City staff told the Common Council on Sept. 10 that the 60‑Foot Dam (also called Potter’s Falls or Fourth Dam) on Six Mile Creek requires significant rehabilitation and that a FEMA grant of roughly $5.5 million is available for structural dam-safety improvements — but staff warned that dredging and other work could raise total costs to around $9–10 million.
Scott (water department staff) described the dam as built in 1911 of cyclopean concrete and said the structure has accumulated approximately 25 feet of sediment behind the face, rendering the low-level sluice gate inoperable and covering the higher intake. "There’s 25 feet of sediment that's about 96 foot dam," Scott said, noting that the gate no longer works and the low-level outlet has likely been inoperable for decades. Staff said the gatehouse also has structural problems and that portions of the dam's downstream wear surface (gunite) are deteriorated.

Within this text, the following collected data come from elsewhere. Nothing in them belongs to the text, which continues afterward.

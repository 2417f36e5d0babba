//! The IL data model: types, values, instructions, blocks, functions, and
//! modules, plus the builder used to construct them safely.

pub mod block;
pub mod builder;
pub mod function;
pub mod instr;
pub mod module;
pub mod opcodes;
pub mod types;
pub mod value;

pub use block::{BasicBlock, BlockParam, Terminator};
pub use builder::Builder;
pub use function::{Function, FunctionAttrs, Param};
pub use instr::Instr;
pub use module::{Extern, Global, GlobalInit, Module, Visibility};
pub use opcodes::{Opcode, OpcodeInfo, TypeCategory, OPCODE_TABLE};
pub use types::Type;
pub use value::{BlockId, GlobalId, TempId, Value};
/// Parse a complete module from IL text. `file_name` names the input for
/// diagnostics and synthetic statement locations.
pub fn parse_module(file_name: &str, source: &str) -> Result<Module> {
    let tokens = Lexer::new(file_name, source).tokenize()?;
    let mut parser = Parser::new(file_name, &tokens);
    parser.prescan()?;
    parser.parse()
}

#[derive(Clone)]
struct FuncSig {
    params: Vec<Type>,
    ret: Type,
}

struct Parser<'t> {
    file: String,
    file_id: u32,
    toks: &'t [Token],
    pos: usize,
    module: Module,
    func_sigs: HashMap<String, FuncSig>,
    extern_sigs: HashMap<String, FuncSig>,
}
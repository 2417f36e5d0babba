//! The optimization pipeline: pass manager and passes.
//!
//! Every pass mutates the module in place and reports statistics. After any
//! pass the module must still verify, and the default pipeline is
//! idempotent at a fixed point: running it twice prints byte-identically.

pub mod constfold;
pub mod dce;
pub mod mem2reg;
pub mod peephole;
pub mod simplifycfg;

use std::collections::BTreeMap;
use std::collections::HashMap;

use serde::Serialize;
use tracing::debug;

use crate::error::{Error, Result};
use crate::il::function::Function;
use crate::il::instr::Instr;
use crate::il::module::Module;
use crate::il::opcodes::Opcode;
use crate::il::value::{TempId, Value};

/// Names of the default pipeline, in order
pub const DEFAULT_PIPELINE: [&str; 4] = ["mem2reg", "constfold", "peephole", "dce"];

/// Statistics reported by one pass run
#[derive(Debug, Clone, Serialize)]
pub struct PassStats {
    /// Pass name
    pub pass: String,
    /// Whether the pass changed the module
    pub changed: bool,
    /// Named counters (e.g. `promoted`, `loads_removed`)
    pub counters: BTreeMap<String, u64>,
}

impl PassStats {
    /// Fresh, all-zero statistics for a pass
    pub fn new(pass: &str) -> Self {
        PassStats {
            pass: pass.to_string(),
            changed: false,
            counters: BTreeMap::new(),
        }
    }

    /// Add to a counter, marking the pass as having changed the module
    pub fn bump(&mut self, key: &str, n: u64) {
        if n > 0 {
            self.changed = true;
        }
        *self.counters.entry(key.to_string()).or_insert(0) += n;
    }

    /// Read a counter
    pub fn get(&self, key: &str) -> u64 {
        self.counters.get(key).copied().unwrap_or(0)
    }
}

/// A module-to-module transformation
pub trait Pass {
    /// Pipeline name of the pass
    fn name(&self) -> &'static str;

    /// Transform the module in place
    fn run(&mut self, module: &mut Module) -> Result<PassStats>;
}

/// Instantiate a pass by pipeline name
pub fn create_pass(name: &str) -> Result<Box<dyn Pass>> {
    match name {
        "mem2reg" => Ok(Box::new(mem2reg::Mem2Reg)),
        "simplifycfg" => Ok(Box::new(simplifycfg::SimplifyCfg)),
        "constfold" => Ok(Box::new(constfold::ConstFold)),
        "peephole" => Ok(Box::new(peephole::Peephole)),
        "dce" => Ok(Box::new(dce::Dce)),
        other => Err(Error::build(format!("unknown pass '{other}'"))),
    }
}

/// Runs a named list of passes in order
pub struct PassManager {
    passes: Vec<Box<dyn Pass>>,
    verify_each: bool,
}

impl PassManager {
    /// Build a manager from pass names
    pub fn from_names<S: AsRef<str>>(names: &[S]) -> Result<PassManager> {
        let mut passes = Vec::with_capacity(names.len());
        for n in names {
            passes.push(create_pass(n.as_ref())?);
        }
        Ok(PassManager {
            passes,
            verify_each: false,
        })
    }

    /// The default pipeline: `mem2reg, constfold, peephole, dce`
    pub fn default_pipeline() -> PassManager {
        Self::from_names(&DEFAULT_PIPELINE).expect("default pipeline is well-formed")
    }

    /// Verify the module after every pass, aborting on a violation
    pub fn with_verify_each(mut self, on: bool) -> PassManager {
        self.verify_each = on;
        self
    }

    /// Run all passes, collecting per-pass statistics
    pub fn run(&mut self, module: &mut Module) -> Result<Vec<PassStats>> {
        let mut all = Vec::with_capacity(self.passes.len());
        for pass in &mut self.passes {
            let stats = pass.run(module)?;
            debug!(pass = pass.name(), changed = stats.changed, "pass finished");
            if self.verify_each {
                let report = crate::verify::verify_module(module);
                if !report.is_ok() {
                    return Err(Error::internal(format!(
                        "module broken after pass '{}': {} verifier error(s)",
                        pass.name(),
                        report.errors.len()
                    )));
                }
            }
            all.push(stats);
        }
        Ok(all)
    }
}

// ---- shared rewriting helpers ----------------------------------------------

/// Resolve a value through a substitution map, following chains
pub(crate) fn resolve_value(subst: &HashMap<TempId, Value>, mut v: Value) -> Value {
    let mut hops = 0;
    while let Value::Temp(t) = v {
        match subst.get(&t) {
            Some(next) => {
                v = *next;
                hops += 1;
                // A substitution cycle would be a pass bug; stop following.
                if hops > subst.len() {
                    break;
                }
            }
            None => break,
        }
    }
    v
}

/// Apply a substitution to every operand, branch argument, condition, and
/// return value in a function.
pub(crate) fn apply_substitution(f: &mut Function, subst: &HashMap<TempId, Value>) {
    if subst.is_empty() {
        return;
    }
    for_each_value_mut(f, &mut |v| {
        *v = resolve_value(subst, *v);
    });
}

/// Visit every value position of a function mutably
pub(crate) fn for_each_value_mut(f: &mut Function, visit: &mut dyn FnMut(&mut Value)) {
    use crate::il::block::Terminator;
    for b in &mut f.blocks {
        for i in &mut b.instrs {
            for v in &mut i.operands {
                visit(v);
            }
        }
        match &mut b.term {
            Some(Terminator::Br { args, .. }) => {
                for v in args {
                    visit(v);
                }
            }
            Some(Terminator::CBr {
                cond,
                then_args,
                else_args,
                ..
            }) => {
                visit(cond);
                for v in then_args {
                    visit(v);
                }
                for v in else_args {
                    visit(v);
                }
            }
            Some(Terminator::Ret(Some(v))) => visit(v),
            _ => {}
        }
    }
}

/// Whether an instruction is observable: table flag, with `call` resolved
/// through the callee's advisory attributes (`pure readonly` defined
/// functions are eliminable).
pub(crate) fn instr_observable(m: &Module, i: &Instr) -> bool {
    if i.opcode != Opcode::Call {
        return i.opcode.side_effects();
    }
    match i.callee.and_then(|c| m.function_by_symbol(c)) {
        Some(callee) => !(callee.attrs.is_pure && callee.attrs.readonly),
        // Extern calls reach the host; always observable.
        None => true,
    }
}

#[cfg(test)]
mod tests {
    use super::*;

    #[test]
    fn test_unknown_pass_rejected() {
        assert!(create_pass("loopvectorize").is_err());
        assert!(PassManager::from_names(&["mem2reg", "nope"]).is_err());
    }

    #[test]
    fn test_resolve_follows_chains() {
        let mut subst = HashMap::new();
        subst.insert(TempId(0), Value::Temp(TempId(1)));
        subst.insert(TempId(1), Value::ConstInt(7));
        assert_eq!(
            resolve_value(&subst, Value::Temp(TempId(0))),
            Value::ConstInt(7)
        );
        assert_eq!(
            resolve_value(&subst, Value::ConstInt(3)),
            Value::ConstInt(3)
        );
    }

    #[test]
    fn test_stats_counters() {
        let mut s = PassStats::new("dce");
        assert!(!s.changed);
        s.bump("instrs_removed", 0);
        assert!(!s.changed);
        s.bump("instrs_removed", 2);
        assert!(s.changed);
        assert_eq!(s.get("instrs_removed"), 2);
    }
}
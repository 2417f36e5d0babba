//! IL modules: externs, globals, functions, and the owning tables

use crate::il::function::Function;
use crate::il::types::Type;
use crate::il::value::GlobalId;
use crate::support::interner::{Interner, Symbol};
use crate::support::source::SourceManager;

/// A declared, host-implemented routine callable from IL
#[derive(Debug, Clone, PartialEq, Eq)]
pub struct Extern {
    /// Routine name, matched against the VM host table
    pub name: Symbol,
    /// Parameter types
    pub params: Vec<Type>,
    /// Return type
    pub ret: Type,
}

/// Linkage visibility of a global
#[derive(Debug, Clone, Copy, PartialEq, Eq, Default)]
pub enum Visibility {
    /// Visible to other modules (default)
    #[default]
    Public,
    /// Private to the defining module
    Internal,
}

/// Initializer of a global
#[derive(Debug, Clone)]
pub enum GlobalInit {
    /// Integer initializer
    Int(i64),
    /// Float initializer
    Float(f64),
    /// String bytes; the module's string table is the set of these
    Str(String),
    /// Null pointer initializer
    Null,
}

/// A module-level storage location
#[derive(Debug, Clone)]
pub struct Global {
    /// Global name
    pub name: Symbol,
    /// Value type of the storage
    pub ty: Type,
    /// Initial value
    pub init: GlobalInit,
    /// Writes are rejected for const globals
    pub is_const: bool,
    /// Linkage visibility
    pub vis: Visibility,
}

/// A complete IL module.
///
/// The module exclusively owns its functions, globals, externs, the
/// interner used for labels/parameter/temp names, and the file table.
/// Cross-function references are by symbol, never raw pointers.
#[derive(Debug, Clone, Default)]
pub struct Module {
    /// Name interner for everything in this module
    pub interner: Interner,
    /// File table for source locations
    pub files: SourceManager,
    /// The file id of the `.il` text this module was parsed from, if any.
    /// Locations pointing there are synthetic and are not re-printed.
    pub self_file: Option<u32>,
    /// Declared host routines, in declaration order
    pub externs: Vec<Extern>,
    /// Globals, in declaration order
    pub globals: Vec<Global>,
    /// Functions, in declaration order
    pub functions: Vec<Function>,
}

impl Module {
    /// Create an empty module
    pub fn new() -> Self {
        Module::default()
    }

    /// Resolve a symbol to its string
    pub fn name(&self, sym: Symbol) -> &str {
        self.interner.resolve(sym)
    }

    /// Find a function index by name
    pub fn function_index(&self, name: &str) -> Option<usize> {
        let sym = self.interner.get(name)?;
        self.functions.iter().position(|f| f.name == sym)
    }

    /// Find a function by symbol
    pub fn function_by_symbol(&self, sym: Symbol) -> Option<&Function> {
        self.functions.iter().find(|f| f.name == sym)
    }

    /// Find an extern by symbol
    pub fn extern_by_symbol(&self, sym: Symbol) -> Option<&Extern> {
        self.externs.iter().find(|e| e.name == sym)
    }

    /// Find a global id by symbol
    pub fn global_by_symbol(&self, sym: Symbol) -> Option<GlobalId> {
        self.globals
            .iter()
            .position(|g| g.name == sym)
            .map(|i| GlobalId(i as u32))
    }

    /// Shared access to a global
    pub fn global(&self, id: GlobalId) -> &Global {
        &self.globals[id.index()]
    }

    /// Intern a string literal as a fresh const `str` global, reusing an
    /// existing entry with the same bytes. Returns the global's id.
    pub fn intern_str_literal(&mut self, text: &str) -> GlobalId {
        for (i, g) in self.globals.iter().enumerate() {
            if g.ty == Type::Str && g.is_const {
                if let GlobalInit::Str(s) = &g.init {
                    if s == text {
                        return GlobalId(i as u32);
                    }
                }
            }
        }
        let name = self
            .interner
            .intern(&format!(".str{}", self.globals.len()));
        self.globals.push(Global {
            name,
            ty: Type::Str,
            init: GlobalInit::Str(text.to_string()),
            is_const: true,
            vis: Visibility::Internal,
        });
        GlobalId(self.globals.len() as u32 - 1)
    }

    /// Iterate over the string table: every const `str` global's bytes
    pub fn string_table(&self) -> impl Iterator<Item = (GlobalId, &str)> {
        self.globals.iter().enumerate().filter_map(|(i, g)| {
            if let GlobalInit::Str(s) = &g.init {
                Some((GlobalId(i as u32), s.as_str()))
            } else {
                None
            }
        })
    }
}

#[cfg(test)]
mod tests {
    use super::*;

    #[test]
    fn test_str_literal_dedup() {
        let mut m = Module::new();
        let a = m.intern_str_literal("HELLO");
        let b = m.intern_str_literal("WORLD");
        let c = m.intern_str_literal("HELLO");
        assert_eq!(a, c);
        assert_ne!(a, b);
        assert_eq!(m.globals.len(), 2);
        assert_eq!(m.string_table().count(), 2);
    }
}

The federal assistance described by staff covers dam-safety improvements (repairs to gatehouse, stabilizing anchors, resurfacing and other structural elements) but does not fully cover dredging. Staff estimated roughly 80,000 cubic yards of sediment could remain in the reservoir; at a notional dredging cost of about $100 per cubic yard that would add about $5 million — raising the project total into the neighborhood of $9–10 million after inflation.
Timeline and constraints: staff said the FEMA funding must be obligated and spent by Sept. 2027 and that permitting for in-water work (stream-entry, DEC habitat and other approvals) can take six months to a year. Staff warned that the permitting timeline and the grant deadline together create a compressed schedule and said early design and permitting steps are underway. The city has contracted a consultant (Ramboll/O’Brien & Gere team) to develop bid-ready plans; staff said additional funding sources and coordination with state and federal legislators will be necessary if total costs exceed the FEMA award.
Why it matters: the dam provides source-water control for the city’s water supply; staff warned that deferred maintenance has grown into a costly, time-sensitive capital problem. Staff indicated the DEC has cited deficiencies at other downstream dams as well and that the 60‑Foot Dam project needs to move quickly to secure available federal funds.
Next steps: staff will continue design and permitting work, seek additional funding sources, and bring capital requests to council during the upcoming budget/capital planning cycle. Council members asked staff to pursue discretionary and legislative funding and to plan how costs might be equitably allocated if the city must make up funding shortfalls.